Collected data
[Start of section]
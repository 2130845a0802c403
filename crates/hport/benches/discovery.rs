// SPDX-License-Identifier: Apache-2.0 OR MIT
// Copyright (c) 2025-2026 naskel.com

//! Discovery Pass Benchmark
//!
//! Measures the cost of the port manager's discovery pass:
//! - A settled pass over a populated registry (nothing to do)
//! - Subscriber churn (acquire, match, destroy, purge)
//! - Delivery of one sample to several connected subscribers
//!
//! Discovery runs on every registration, so it bounds how fast processes join.

#![allow(clippy::uninlined_format_args)]

use criterion::{black_box, criterion_group, criterion_main, Criterion};
use hport::capro::ServiceDescription;
use hport::config::{ConnectionPolicy, PortConfigInfo, RouDiConfig};
use hport::mepoo::{ChunkPool, SlabChunkPool};
use hport::popo::SubscriberPort;
use hport::ports::{PublisherOptions, PublisherPortUser, SubscriberOptions, SubscriberPortUser};
use hport::roudi::PortManager;
use std::sync::Arc;

const TOPICS: u16 = 32;

fn populated_manager(policy: ConnectionPolicy) -> PortManager {
    let config = RouDiConfig::builder()
        .connection_policy(policy)
        .build()
        .expect("valid config");
    let manager = PortManager::new(config).expect("port manager");
    let payload: Arc<dyn ChunkPool> = Arc::new(SlabChunkPool::new());

    for topic in 1..=TOPICS {
        let service = ServiceDescription::new(topic, 1, 1);
        manager
            .acquire_publisher_port_data(
                service,
                &PublisherOptions::default(),
                "bench_pub",
                Arc::clone(&payload),
                PortConfigInfo::default(),
            )
            .expect("publisher");
        for _ in 0..4 {
            manager
                .acquire_subscriber_port_data(
                    service,
                    &SubscriberOptions::default(),
                    "bench_sub",
                    PortConfigInfo::default(),
                )
                .expect("subscriber");
        }
    }
    manager
}

/// Benchmark: full pass over a registry where every port is already matched
fn bench_settled_pass(c: &mut Criterion) {
    let manager = populated_manager(ConnectionPolicy::MultiPublisher);

    c.bench_function("discovery_settled_pass", |b| {
        b.iter(|| {
            manager.do_discovery();
            black_box(manager.service_registry_change_counter())
        });
    });
}

/// Benchmark: one subscriber joins, is matched, leaves and is purged
fn bench_subscriber_churn(c: &mut Criterion) {
    let manager = populated_manager(ConnectionPolicy::SinglePublisher);
    let service = ServiceDescription::new(TOPICS / 2, 1, 1);

    c.bench_function("discovery_subscriber_churn", |b| {
        b.iter(|| {
            let handle = manager
                .acquire_subscriber_port_data(
                    black_box(service),
                    &SubscriberOptions::default(),
                    "churn",
                    PortConfigInfo::default(),
                )
                .expect("subscriber");
            let subscriber = SubscriberPortUser::new(manager.context(), handle);
            subscriber.destroy();
            manager.do_discovery();
        });
    });
}

/// Benchmark: send one sample to four subscribers and drain them
fn bench_fan_out(c: &mut Criterion) {
    let manager = PortManager::new(RouDiConfig::default()).expect("port manager");
    let service = ServiceDescription::new(1, 1, 1);
    let handle = manager
        .acquire_publisher_port_data(
            service,
            &PublisherOptions::default(),
            "fan_pub",
            Arc::new(SlabChunkPool::new()),
            PortConfigInfo::default(),
        )
        .expect("publisher");
    let publisher = PublisherPortUser::new(manager.context(), handle);
    let subscribers: Vec<_> = (0..4)
        .map(|_| {
            let handle = manager
                .acquire_subscriber_port_data(
                    service,
                    &SubscriberOptions::default(),
                    "fan_sub",
                    PortConfigInfo::default(),
                )
                .expect("subscriber");
            SubscriberPortUser::new(manager.context(), handle)
        })
        .collect();

    let payload = [0xA5u8; 256];
    c.bench_function("delivery_fan_out_4", |b| {
        b.iter(|| {
            publisher.send_copy(black_box(&payload)).expect("chunk");
            for subscriber in &subscribers {
                if let Ok(chunk) = subscriber.try_get_chunk() {
                    subscriber.release_chunk(chunk);
                }
            }
        });
    });
}

criterion_group!(
    benches,
    bench_settled_pass,
    bench_subscriber_churn,
    bench_fan_out
);
criterion_main!(benches);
[End of section]
-- Work instruction --
Each of the entries must be written out again exactly.

-- Response for this exercise --
repository 2130845a0802c403
filename crates/hport/benches/discovery.rs
// SPDX-License-Identifier: Apache-2.0 OR MIT
// Copyright (c) 2025-2026 naskel.com

//! Discovery Pass Benchmark
//!
//! Measures the cost of the port manager's discovery pass:
//! - A settled pass over a populated registry (nothing to do)
//! - Subscriber churn (acquire, match, destroy, purge)
//! - Delivery of one sample to several connected subscribers
//!
//! Discovery runs on every registration, so it bounds how fast processes join.

#![allow(clippy::uninlined_format_args)]

use criterion::{black_box, criterion_group, criterion_main, Criterion};
use hport::capro::ServiceDescription;
use hport::config::{ConnectionPolicy, PortConfigInfo, RouDiConfig};
use hport::mepoo::{ChunkPool, SlabChunkPool};
use hport::popo::SubscriberPort;
use hport::ports::{PublisherOptions, PublisherPortUser, SubscriberOptions, SubscriberPortUser};
use hport::roudi::PortManager;
use std::sync::Arc;

const TOPICS: u16 = 32;

fn populated_manager(policy: ConnectionPolicy) -> PortManager {
    let config = RouDiConfig::builder()
        .connection_policy(policy)
        .build()
        .expect("valid config");
    let manager = PortManager::new(config).expect("port manager");
    let payload: Arc<dyn ChunkPool> = Arc::new(SlabChunkPool::new());

    for topic in 1..=TOPICS {
        let service = ServiceDescription::new(topic, 1, 1);
        manager
            .acquire_publisher_port_data(
                service,
                &PublisherOptions::default(),
                "bench_pub",
                Arc::clone(&payload),
                PortConfigInfo::default(),
            )
            .expect("publisher");
        for _ in 0..4 {
            manager
                .acquire_subscriber_port_data(
                    service,
                    &SubscriberOptions::default(),
                    "bench_sub",
                    PortConfigInfo::default(),
                )
                .expect("subscriber");
        }
    }
    manager
}

/// Benchmark: full pass over a registry where every port is already matched
fn bench_settled_pass(c: &mut Criterion) {
    let manager = populated_manager(ConnectionPolicy::MultiPublisher);

    c.bench_function("discovery_settled_pass", |b| {
        b.iter(|| {
            manager.do_discovery();
            black_box(manager.service_registry_change_counter())
        });
    });
}

/// Benchmark: one subscriber joins, is matched, leaves and is purged
fn bench_subscriber_churn(c: &mut Criterion) {
    let manager = populated_manager(ConnectionPolicy::SinglePublisher);
    let service = ServiceDescription::new(TOPICS / 2, 1, 1);

    c.bench_function("discovery_subscriber_churn", |b| {
        b.iter(|| {
            let handle = manager
                .acquire_subscriber_port_data(
                    black_box(service),
                    &SubscriberOptions::default(),
                    "churn",
                    PortConfigInfo::default(),
                )
                .expect("subscriber");
            let subscriber = SubscriberPortUser::new(manager.context(), handle);
            subscriber.destroy();
            manager.do_discovery();
        });
    });
}

/// Benchmark: send one sample to four subscribers and drain them
fn bench_fan_out(c: &mut Criterion) {
    let manager = PortManager::new(RouDiConfig::default()).expect("port manager");
    let service = ServiceDescription::new(1, 1, 1);
    let handle = manager
        .acquire_publisher_port_data(
            service,
            &PublisherOptions::default(),
            "fan_pub",
            Arc::new(SlabChunkPool::new()),
            PortConfigInfo::default(),
        )
        .expect("publisher");
    let publisher = PublisherPortUser::new(manager.context(), handle);
    let subscribers: Vec<_> = (0..4)
        .map(|_| {
            let handle = manager
                .acquire_subscriber_port_data(
                    service,
                    &SubscriberOptions::default(),
                    "fan_sub",
                    PortConfigInfo::default(),
                )
                .expect("subscriber");
            SubscriberPortUser::new(manager.context(), handle)
        })
        .collect();

    let payload = [0xA5u8; 256];
    c.bench_function("delivery_fan_out_4", |b| {
        b.iter(|| {
            publisher.send_copy(black_box(&payload)).expect("chunk");
            for subscriber in &subscribers {
                if let Ok(chunk) = subscriber.try_get_chunk() {
                    subscriber.release_chunk(chunk);
                }
            }
        });
    });
}

criterion_group!(
    benches,
    bench_settled_pass,
    bench_subscriber_churn,
    bench_fan_out
);
criterion_main!(benches);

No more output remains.